A demonstrator displays her opinion outside the courthouse on the first day of the constitutional challenge to Bill 21 before the Quebec Superior Court in Montreal on Monday, November 2, 2020. On Tuesday March 30, 2024, two more groups have joined a bid to get the Supreme Court of Canada to rule on the constitutionality of Quebec's secularism law. Their decision follows that of a major Quebec teachers' union and the English Montreal school board's move to contest the law. They insist Bill 21 is rooted in discrimination and question the government's use of the notwithstanding clause. (Photo: Paul Chiasson/The Canadian Press - File).

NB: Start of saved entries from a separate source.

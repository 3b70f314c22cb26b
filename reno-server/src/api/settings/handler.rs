use axum::extract::State;
use shared::error::{ApiResponse, AppResult};
use shared::models::{BusinessSettings, BusinessSettingsUpdate};

use crate::context::BusinessContext;
use crate::core::ServerState;
use crate::utils::ValidatedJson;

/// GET /api/settings
pub async fn get(
    State(state): State<ServerState>,
    ctx: BusinessContext,
) -> AppResult<ApiResponse<BusinessSettings>> {
    Ok(ApiResponse::success(state.settings.get(&ctx.business_id)))
}

/// PUT /api/settings
pub async fn update(
    State(state): State<ServerState>,
    ctx: BusinessContext,
    ValidatedJson(update): ValidatedJson<BusinessSettingsUpdate>,
) -> AppResult<ApiResponse<BusinessSettings>> {
    let settings = state.settings.update(&ctx.business_id, update);
    Ok(ApiResponse::success_with_message("Settings updated", settings))
}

Paul Chiasson/The Canadian Press

Quebec’s religious symbols ban Quebec’s religious symbols ban violates a constitutional gender equality guarantee that can’t be overridden with the notwithstanding clause, lawyers for groups who oppose the law argued before the Court of Appeal Tuesday.

The lawyers argue the law disproportionately affects women and that while it pre-emptively invokes the notwithstanding clause — which can be used to override equality provisions in the Canadian Charter of Rights and Freedoms — the clause does not override another provision that states the rights and freedoms referred to in the Charter are “guaranteed equally to male and female persons.”

Perri Ravon, who represents the English Montreal School Board, said the law known as Bill 21 “disproportionately disadvantages Muslim women in the exercise of their religious liberty.”

She cited access to information requests sent to more than 300 public institutions in the province that showed the only people who have lost their jobs or not been hired as a result of the law are Muslim women who wear the hijab.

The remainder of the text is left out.